TULALIP — Wild animal pelts, handmade toy boats and duck calls highlighted Cabela’s Fall Great Outdoor Days Aug. 15-16.
Tom Fowler, of the Seattle Puget Sound chapter of Safari Club International, showed off the furs of bears, raccoons, cougars, badgers, possums, skunks, nutrias, bobcats and otters native to the area, along with an arctic fox and a mountain goat, as part of a “sensory safari.”
Fowler explained the Safari Club has spent $2 million on wildlife conservation efforts in Washington, including the purchase of dogs to allow bears to be herded without having to be shot, as well as the relocation of sheep and the reintroduction of antelope.
“We work with Native American tribes and the Department of Fish and Wildlife to restore habitat and educate children and adults alike,” Fowler said.
“It’s kinda cool,” said Marysville’s Albert Maldonado, as his 4-year-old daughter, Leah, touched the animal skins. “I didn’t know this was going on, but I like to see stuff like this.”
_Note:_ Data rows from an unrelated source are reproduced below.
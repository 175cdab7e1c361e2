//! Diagram descriptions.
//!
//! A [`Diagram`] is a plain description of what to draw: stages, nodes,
//! connections or clusters with their colors and positions. Descriptions are
//! built in code or loaded from TOML, where the `kind` key selects the
//! variant:
//!
//! ```
//! # use folio::model::Diagram;
//! let diagram: Diagram = toml::from_str(
//!     r#"
//!     kind = "network"
//!     title = "Hazard agents"
//!
//!     [[nodes]]
//!     id = "fire"
//!     name = "Wildfire Agents"
//!     x = 1.0
//!     y = 3.0
//!     color = "red"
//!
//!     [[nodes]]
//!     id = "coord"
//!     name = "Coordinator"
//!     x = 2.0
//!     y = 1.0
//!     color = "green"
//!
//!     [[connections]]
//!     from = "fire"
//!     to = "coord"
//!     label = "risk scores"
//!     "#,
//! )
//! .unwrap();
//!
//! assert_eq!(diagram.title(), "Hazard agents");
//! ```
//!
//! Colors are house palette names (see [`Palette`](folio_core::color::Palette))
//! or any CSS color string.

use serde::Deserialize;

/// A diagram description of any kind.
#[derive(Debug, Clone, PartialEq, Deserialize)]
#[serde(tag = "kind", rename_all = "lowercase")]
pub enum Diagram {
    /// Left-to-right stages with bulleted items.
    Boxes(BoxesDiagram),
    /// Left-to-right stages with a single description line.
    Flow(FlowDiagram),
    /// Freely placed nodes joined by labeled arrows.
    Network(NetworkDiagram),
    /// Freely placed groups listing their members.
    Clusters(ClusterDiagram),
}

impl Diagram {
    pub fn title(&self) -> &str {
        match self {
            Self::Boxes(diagram) => &diagram.title,
            Self::Flow(diagram) => &diagram.title,
            Self::Network(diagram) => &diagram.title,
            Self::Clusters(diagram) => &diagram.title,
        }
    }

    /// Lowercase name of the diagram kind, as written in descriptions.
    pub fn kind_name(&self) -> &'static str {
        match self {
            Self::Boxes(_) => "boxes",
            Self::Flow(_) => "flow",
            Self::Network(_) => "network",
            Self::Clusters(_) => "clusters",
        }
    }
}

#[derive(Debug, Clone, PartialEq, Deserialize)]
pub struct BoxesDiagram {
    #[serde(default)]
    pub title: String,
    pub stages: Vec<Stage>,
    #[serde(default)]
    pub options: BoxesOptions,
}

#[derive(Debug, Clone, PartialEq, Deserialize)]
pub struct Stage {
    pub name: String,
    #[serde(default)]
    pub items: Vec<String>,
    pub color: String,
    /// Explicit center x; evenly spaced when absent.
    #[serde(default)]
    pub x: Option<f32>,
}

impl Stage {
    pub fn new(name: impl Into<String>, color: impl Into<String>) -> Self {
        Self {
            name: name.into(),
            items: Vec::new(),
            color: color.into(),
            x: None,
        }
    }

    pub fn with_items<I, S>(mut self, items: I) -> Self
    where
        I: IntoIterator<Item = S>,
        S: Into<String>,
    {
        self.items = items.into_iter().map(Into::into).collect();
        self
    }

    pub fn with_x(mut self, x: f32) -> Self {
        self.x = Some(x);
        self
    }
}

#[derive(Debug, Clone, PartialEq, Deserialize)]
#[serde(default)]
pub struct BoxesOptions {
    /// Half the box width; 0.85 for up to four stages, 0.8 beyond.
    pub box_half_width: Option<f32>,
    pub top_y: f32,
    pub bottom_y: f32,
    /// Height of the arrow glyphs between boxes.
    pub arrow_y: f32,
    /// Multiplier for font sizes and pixel height.
    pub scale: f32,
}

impl Default for BoxesOptions {
    fn default() -> Self {
        Self {
            box_half_width: None,
            top_y: 2.0,
            bottom_y: 0.4,
            arrow_y: 1.1,
            scale: 1.0,
        }
    }
}

#[derive(Debug, Clone, PartialEq, Deserialize)]
pub struct FlowDiagram {
    #[serde(default)]
    pub title: String,
    pub stages: Vec<FlowStage>,
}

#[derive(Debug, Clone, PartialEq, Deserialize)]
pub struct FlowStage {
    pub name: String,
    #[serde(default)]
    pub description: String,
    pub color: String,
}

#[derive(Debug, Clone, PartialEq, Deserialize)]
pub struct NetworkDiagram {
    #[serde(default)]
    pub title: String,
    pub nodes: Vec<Node>,
    #[serde(default)]
    pub connections: Vec<Connection>,
    #[serde(default)]
    pub options: NetworkOptions,
}

/// Default half-width of a network node.
pub const DEFAULT_NODE_SIZE: f32 = 0.5;

/// Half-height of every network node.
pub const NODE_HALF_HEIGHT: f32 = 0.3;

#[derive(Debug, Clone, PartialEq, Deserialize)]
pub struct Node {
    pub id: String,
    pub name: String,
    pub x: f32,
    pub y: f32,
    pub color: String,
    /// Half-width of the node box.
    #[serde(default)]
    pub size: Option<f32>,
}

impl Node {
    pub fn half_width(&self) -> f32 {
        self.size.unwrap_or(DEFAULT_NODE_SIZE)
    }
}

#[derive(Debug, Clone, PartialEq, Deserialize)]
pub struct Connection {
    pub from: String,
    pub to: String,
    #[serde(default)]
    pub label: Option<String>,
    /// Line pattern: `solid` (default), `dashed` or `dotted`.
    #[serde(default)]
    pub style: Option<String>,
}

impl Connection {
    pub fn new(from: impl Into<String>, to: impl Into<String>) -> Self {
        Self {
            from: from.into(),
            to: to.into(),
            label: None,
            style: None,
        }
    }

    pub fn with_label(mut self, label: impl Into<String>) -> Self {
        self.label = Some(label.into());
        self
    }
}

#[derive(Debug, Clone, PartialEq, Deserialize)]
#[serde(default)]
pub struct NetworkOptions {
    /// Pixel height of the output.
    pub height: u32,
    /// Perpendicular distance of edge labels from the edge midpoint.
    pub label_offset: f32,
    pub label_font_size: u16,
    /// Gap left between a node border and the arrow ends.
    pub arrow_clearance: f32,
}

impl Default for NetworkOptions {
    fn default() -> Self {
        Self {
            height: 350,
            label_offset: 0.26,
            label_font_size: 10,
            arrow_clearance: 0.03,
        }
    }
}

#[derive(Debug, Clone, PartialEq, Deserialize)]
pub struct ClusterDiagram {
    #[serde(default)]
    pub title: String,
    pub clusters: Vec<Cluster>,
    #[serde(default)]
    pub options: ClusterOptions,
}

#[derive(Debug, Clone, PartialEq, Deserialize)]
pub struct Cluster {
    pub name: String,
    #[serde(default)]
    pub agents: Vec<String>,
    pub color: String,
    pub x: f32,
    pub y: f32,
}

#[derive(Debug, Clone, PartialEq, Deserialize)]
#[serde(default)]
pub struct ClusterOptions {
    /// Pixel height of the output.
    pub height: u32,
}

impl Default for ClusterOptions {
    fn default() -> Self {
        Self { height: 400 }
    }
}

#[cfg(test)]
mod tests {
    use super::*;

    #[test]
    fn test_boxes_defaults() {
        let diagram: Diagram = toml::from_str(
            r##"
            kind = "boxes"
            title = "Pipeline"

            [[stages]]
            name = "Ingest"
            items = ["Satellite feeds", "Weather"]
            color = "blue"

            [[stages]]
            name = "Model"
            color = "#4db6ac"
            x = 4.0
            "##,
        )
        .unwrap();

        let Diagram::Boxes(boxes) = diagram else {
            panic!("expected a boxes diagram");
        };
        assert_eq!(boxes.stages.len(), 2);
        assert_eq!(boxes.stages[0].x, None);
        assert_eq!(boxes.stages[1].x, Some(4.0));
        assert!(boxes.stages[1].items.is_empty());
        assert_eq!(boxes.options, BoxesOptions::default());
    }

    #[test]
    fn test_options_are_partial() {
        let diagram: Diagram = toml::from_str(
            r#"
            kind = "clusters"
            clusters = []

            [options]
            height = 500
            "#,
        )
        .unwrap();
        assert_eq!(
            diagram,
            Diagram::Clusters(ClusterDiagram {
                title: String::new(),
                clusters: Vec::new(),
                options: ClusterOptions { height: 500 },
            })
        );
        assert_eq!(diagram.kind_name(), "clusters");
    }

    #[test]
    fn test_node_half_width() {
        let mut node = Node {
            id: "a".to_string(),
            name: "A".to_string(),
            x: 0.0,
            y: 0.0,
            color: "red".to_string(),
            size: None,
        };
        assert_eq!(node.half_width(), DEFAULT_NODE_SIZE);
        node.size = Some(0.8);
        assert_eq!(node.half_width(), 0.8);
    }

    #[test]
    fn test_unknown_kind_is_rejected() {
        assert!(toml::from_str::<Diagram>("kind = \"pie\"\ntitle = \"x\"").is_err());
    }

    #[test]
    fn test_builders() {
        let stage = Stage::new("Ingest", "blue").with_items(["a", "b"]).with_x(2.5);
        assert_eq!(stage.items, vec!["a", "b"]);
        assert_eq!(stage.x, Some(2.5));

        let connection = Connection::new("a", "b").with_label("data");
        assert_eq!(connection.label.as_deref(), Some("data"));
        assert_eq!(connection.style, None);
    }
}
Holly Lindsay also wasn’t expecting to encounter the Great Outdoor Days when she and her 4-year-old daughter, Sadie, stopped by the store that Sunday.
“We’re heading back to Cashmere, after visiting family in Birch Bay,” Lindsay said, as her daughter assembled and decorated a miniature wooden boat. “We’ve been to this Cabela’s several times, though. We live right on Mission Creek, so she can sail this boat down there.”
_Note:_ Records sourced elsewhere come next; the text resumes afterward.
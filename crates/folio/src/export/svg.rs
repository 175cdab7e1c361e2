//! SVG export.
//!
//! [`SvgBuilder`] resolves the rendering configuration into an [`Svg`]
//! renderer, which maps a [`Scene`] onto a fixed-size canvas and emits the
//! drawing through the layered output of [`folio_core::draw`].

use std::{fs::File, io::Write, path::Path};

use log::{debug, error, info};
use svg::{Document, node::element as svg_element};

use folio_core::{
    color::Color,
    draw::{
        Arrow, ArrowDrawer, Drawable, LayeredOutput, Rectangle, RectangleDefinition, RenderLayer,
        Text, TextDefinition,
    },
    geometry::{Insets, Point},
};

use super::{Error, Exporter};
use crate::{
    config::DiagramConfig,
    layout::{
        Scene, SceneLabel, Viewport,
        scene::{LabelStyle, MARGINS, TITLE_FONT_SIZE},
    },
};

/// Vertical center of the title, in pixels from the top edge.
const TITLE_Y: f32 = 22.5;
const TITLE_COLOR: &str = "#2c3e50";

/// Builder for [`Svg`] renderers.
#[derive(Debug, Default)]
pub struct SvgBuilder {
    config: DiagramConfig,
}

impl SvgBuilder {
    pub fn new() -> Self {
        Self::default()
    }

    pub fn with_config(mut self, config: &DiagramConfig) -> Self {
        self.config = config.clone();
        self
    }

    /// Builds the renderer.
    ///
    /// # Errors
    ///
    /// Returns [`Error::Render`] when a configured color is invalid or the
    /// configured width is zero.
    pub fn build(self) -> Result<Svg, Error> {
        let background = self.config.background_color().map_err(Error::Render)?;
        let title_color = Color::new(TITLE_COLOR).map_err(Error::Render)?;
        if self.config.width() == 0 {
            return Err(Error::Render("diagram width must be positive".to_string()));
        }

        Ok(Svg {
            font_family: self.config.font_family().to_string(),
            background,
            title_color,
            width: self.config.width() as f32,
            arrow_drawer: ArrowDrawer::new(),
        })
    }
}

/// Scene-to-SVG renderer.
#[derive(Debug)]
pub struct Svg {
    font_family: String,
    background: Color,
    title_color: Color,
    width: f32,
    arrow_drawer: ArrowDrawer,
}

impl Svg {
    /// Renders a scene to an SVG document.
    pub fn render_scene(&mut self, scene: &Scene) -> Document {
        let viewport = scene.frame().viewport(self.width, MARGINS);
        let (width, height) = (viewport.width(), viewport.height());
        debug!(width, height; "SVG canvas size");
        self.arrow_drawer = ArrowDrawer::new();

        let mut doc = Document::new()
            .set("viewBox", format!("0 0 {width} {height}"))
            .set("width", width)
            .set("height", height);

        let mut output = LayeredOutput::new();
        output.add_to_layer(
            RenderLayer::Background,
            Box::new(
                svg_element::Rectangle::new()
                    .set("x", 0)
                    .set("y", 0)
                    .set("width", width)
                    .set("height", height)
                    .set("fill", self.background.to_string())
                    .set("fill-opacity", self.background.alpha()),
            ),
        );

        if !scene.title().is_empty() {
            let mut title = TextDefinition::new();
            title.set_font_family(&self.font_family);
            title.set_font_size(TITLE_FONT_SIZE);
            title.set_color(Some(self.title_color));
            output.merge(
                Text::new(&title, scene.title()).render_to_layers(Point::new(width / 2.0, TITLE_Y)),
            );
        }

        for connector in scene.connectors() {
            let arrow = Arrow::new(&connector.stroke);
            let node = self.arrow_drawer.draw_arrow(
                &arrow,
                viewport.to_pixels(connector.from),
                viewport.to_pixels(connector.to),
            );
            output.add_to_layer(RenderLayer::Connector, node);
        }

        for scene_box in scene.boxes() {
            let bounds = viewport.bounds_to_pixels(scene_box.bounds);
            let mut definition = RectangleDefinition::new();
            definition.set_fill_color(Some(scene_box.fill));
            definition.set_stroke(Some(scene_box.border.clone()));
            definition.set_opacity(scene_box.opacity);
            output.merge(
                Rectangle::new(&definition, bounds.to_size()).render_to_layers(bounds.center()),
            );
        }

        for label in scene.labels().iter().chain(scene.annotations()) {
            output.merge(self.render_label(label, &viewport));
        }

        if !self.arrow_drawer.is_empty() {
            doc = doc.add(self.arrow_drawer.draw_marker_definitions());
        }
        output
            .render()
            .into_iter()
            .fold(doc, |doc, node| doc.add(node))
    }

    fn render_label(&self, label: &SceneLabel, viewport: &Viewport) -> LayeredOutput {
        let definition = self.text_definition(&label.style);
        Text::new(&definition, &label.text).render_to_layers(viewport.to_pixels(label.position))
    }

    fn text_definition(&self, style: &LabelStyle) -> TextDefinition {
        let mut definition = TextDefinition::new();
        definition.set_font_family(&self.font_family);
        definition.set_font_size(style.font_size);
        definition.set_weight(style.weight);
        definition.set_slant(style.slant);
        definition.set_anchor(style.anchor);
        definition.set_color(Some(style.color));
        if let Some(background) = &style.background {
            definition.set_background_color(Some(background.fill));
            definition.set_border(Some(background.border.clone()));
            definition.set_padding(Insets::uniform(background.padding));
        }
        definition
    }

    /// Writes an SVG document to `path`.
    ///
    /// # Errors
    ///
    /// Returns [`Error::Io`] if the file cannot be created or written.
    pub fn write_document(&self, doc: &Document, path: &Path) -> Result<(), Error> {
        info!(path:? = path; "Creating SVG file");
        let mut file = File::create(path).inspect_err(|err| {
            error!(path:? = path, err:% = err; "Failed to create SVG file");
        })?;

        write!(file, "{doc}").inspect_err(|err| {
            error!(path:? = path, err:% = err; "Failed to write SVG content");
        })?;

        Ok(())
    }
}

impl Exporter for Svg {
    fn export_scene(&mut self, scene: &Scene, path: &Path) -> Result<(), Error> {
        let doc = self.render_scene(scene);
        debug!("SVG document rendered");
        self.write_document(&doc, path)
    }
}

#[cfg(test)]
mod tests {
    use super::*;
    use crate::layout::{layout_boxes, layout_network};
    use crate::model::{
        BoxesDiagram, BoxesOptions, Connection, NetworkDiagram, NetworkOptions, Node, Stage,
    };

    fn renderer() -> Svg {
        SvgBuilder::new().build().unwrap()
    }

    fn boxes_scene() -> Scene {
        layout_boxes(&BoxesDiagram {
            title: "Pipeline".to_string(),
            stages: vec![
                Stage::new("Ingest", "blue").with_items(["Weather"]),
                Stage::new("Model", "teal"),
            ],
            options: BoxesOptions::default(),
        })
        .unwrap()
    }

    fn node(id: &str, x: f32, y: f32) -> Node {
        Node {
            id: id.to_string(),
            name: id.to_string(),
            x,
            y,
            color: "red".to_string(),
            size: None,
        }
    }

    #[test]
    fn test_document_size_follows_config_and_frame() {
        let mut config = DiagramConfig::default();
        config.set_width(900);
        let mut svg = SvgBuilder::new().with_config(&config).build().unwrap();

        let rendered = svg.render_scene(&boxes_scene()).to_string();
        assert!(rendered.contains("viewBox=\"0 0 900 220\""));
        assert!(rendered.contains("width=\"900\""));
    }

    #[test]
    fn test_boxes_render_in_layers() {
        let rendered = renderer().render_scene(&boxes_scene()).to_string();

        assert!(rendered.contains("data-layer=\"background\""));
        assert!(rendered.contains("data-layer=\"content\""));
        assert!(rendered.contains("data-layer=\"text\""));
        assert!(rendered.contains("Pipeline"));
        assert!(rendered.contains("• Weather"));
        assert!(rendered.contains("→"));
        assert_eq!(rendered.matches("<rect").count(), 3);

        // Background paints before the boxes
        let background = rendered.find("data-layer=\"background\"").unwrap();
        let content = rendered.find("data-layer=\"content\"").unwrap();
        assert!(background < content);
    }

    #[test]
    fn test_network_renders_arrows_and_framed_labels() {
        let scene = layout_network(&NetworkDiagram {
            title: String::new(),
            nodes: vec![node("a", 0.0, 0.0), node("b", 3.0, 1.0)],
            connections: vec![Connection::new("a", "b").with_label("risk scores")],
            options: NetworkOptions::default(),
        })
        .unwrap();
        let rendered = renderer().render_scene(&scene).to_string();

        assert!(rendered.contains("<marker"));
        assert!(rendered.contains("marker-end=\"url(#arrow-head-"));
        assert!(rendered.contains("data-layer=\"connector\""));
        assert!(rendered.contains("data-layer=\"annotation\""));
        assert!(rendered.contains("font-style=\"italic\""));
        assert!(rendered.contains("risk scores"));
    }

    #[test]
    fn test_invalid_width_is_rejected() {
        let mut config = DiagramConfig::default();
        config.set_width(0);
        assert!(matches!(
            SvgBuilder::new().with_config(&config).build(),
            Err(Error::Render(_))
        ));
    }

    #[test]
    fn test_export_writes_file() {
        let dir = tempfile::tempdir().unwrap();
        let path = dir.path().join("figure.svg");
        renderer().export_scene(&boxes_scene(), &path).unwrap();

        let written = std::fs::read_to_string(&path).unwrap();
        assert!(written.contains("<svg"));
        assert!(written.trim_end().ends_with("</svg>"));
    }
}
Tolmie Ratcliff, with the Center for Wooden Boats, sees building toy boats as a stepping stone to getting comfortable with full-sized ships.
“It lets them use their imagination,” said Ratcliff, who enjoys handling the boats at Camano Island. “I feel in love with the boathouse there. It has a huge history, and they keep the boats consistent with the histories of their time periods.”
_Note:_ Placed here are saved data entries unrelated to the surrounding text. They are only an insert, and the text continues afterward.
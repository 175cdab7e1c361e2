//! CLI logic for the Folio publication tool.
//!
//! Each [`Command`] maps onto one library workflow: preview generation,
//! book splitting or diagram rendering.

pub mod error_adapter;

mod args;
mod config;

pub use args::{Args, Command};

use std::{
    fs,
    path::{Path, PathBuf},
};

use log::info;

use folio::{
    DiagramRenderer, FolioError,
    config::{AppConfig, PublicationsConfig},
    publications::{previews, split},
};

/// Run the Folio CLI application
///
/// Loads the configuration and dispatches to the selected command.
/// Summaries are printed to stdout; progress goes to the log.
///
/// # Errors
///
/// Returns `FolioError` for:
/// - File I/O errors
/// - Configuration loading errors
/// - Missing publications, books or chapter headers
/// - Diagram description, layout and rendering errors
pub fn run(args: &Args) -> Result<(), FolioError> {
    let app_config = config::load_config(args.config.as_ref())?;

    match &args.command {
        Command::Preview { root } => {
            let publications = with_root(app_config.publications(), root.as_deref());
            run_preview(&publications)
        }
        Command::Split { book, root } => {
            let publications = with_root(app_config.publications(), root.as_deref());
            run_split(&publications, book)
        }
        Command::Diagram { input, output } => run_diagram(&app_config, input, output),
    }
}

/// Returns the publications configuration with `root` overriding the
/// configured root.
fn with_root(config: &PublicationsConfig, root: Option<&Path>) -> PublicationsConfig {
    let mut config = config.clone();
    if let Some(root) = root {
        config.set_root(root);
    }
    config
}

fn run_preview(config: &PublicationsConfig) -> Result<(), FolioError> {
    info!(root:? = config.root(); "Generating previews");
    let summary = previews::generate_all(config.root(), config)?;

    println!(
        "Generated {} preview(s), skipped {}",
        summary.generated, summary.skipped
    );
    Ok(())
}

fn run_split(config: &PublicationsConfig, book: &Path) -> Result<(), FolioError> {
    let book_dir: PathBuf = config.root().join(book);
    let report = split::split_book(&book_dir, config)?;

    println!("Split {} into {} chapter(s):", book_dir.display(), report.chapters.len());
    for chapter in &report.chapters {
        println!("  {}", chapter.display());
    }
    if report.manifest.is_none() {
        println!("No {} found, chapter list not updated", config.manifest_file());
    }
    Ok(())
}

fn run_diagram(config: &AppConfig, input: &Path, output: &Path) -> Result<(), FolioError> {
    info!(
        input_path:? = input,
        output_path:? = output;
        "Processing diagram"
    );

    let source = fs::read_to_string(input)?;
    let renderer = DiagramRenderer::new(config.diagram().clone());
    let diagram = renderer.parse(&source)?;
    renderer.render_to_file(&diagram, output)?;

    info!(output_file:? = output; "Diagram exported successfully");
    Ok(())
}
Chris Straiter, the Everett area chair of Ducks Unlimited, didn’t have as interactive a booth, aside from the duck call that Amber Blakney was reluctant to use. He nonetheless offered a wealth of knowledge about his group’s wetland protection efforts in the area, which Jennifer Stahl of Northwest Fishing Guides confirmed helps area salmon as well.
“If they didn’t do what they do, we wouldn’t have any fish to fish,” said Stahl, who was Straiter’s predecessor as area chair.
“We don’t measure it state by state, since our work impacts the whole continent,” Straiter said, adding that Ducks Unlimited has saved 13 million acres in North America, and positively influenced 135 million more. “We’re able to take a million dollars and multiply it sixteen or eighteen times, because we understand biology and engineering.”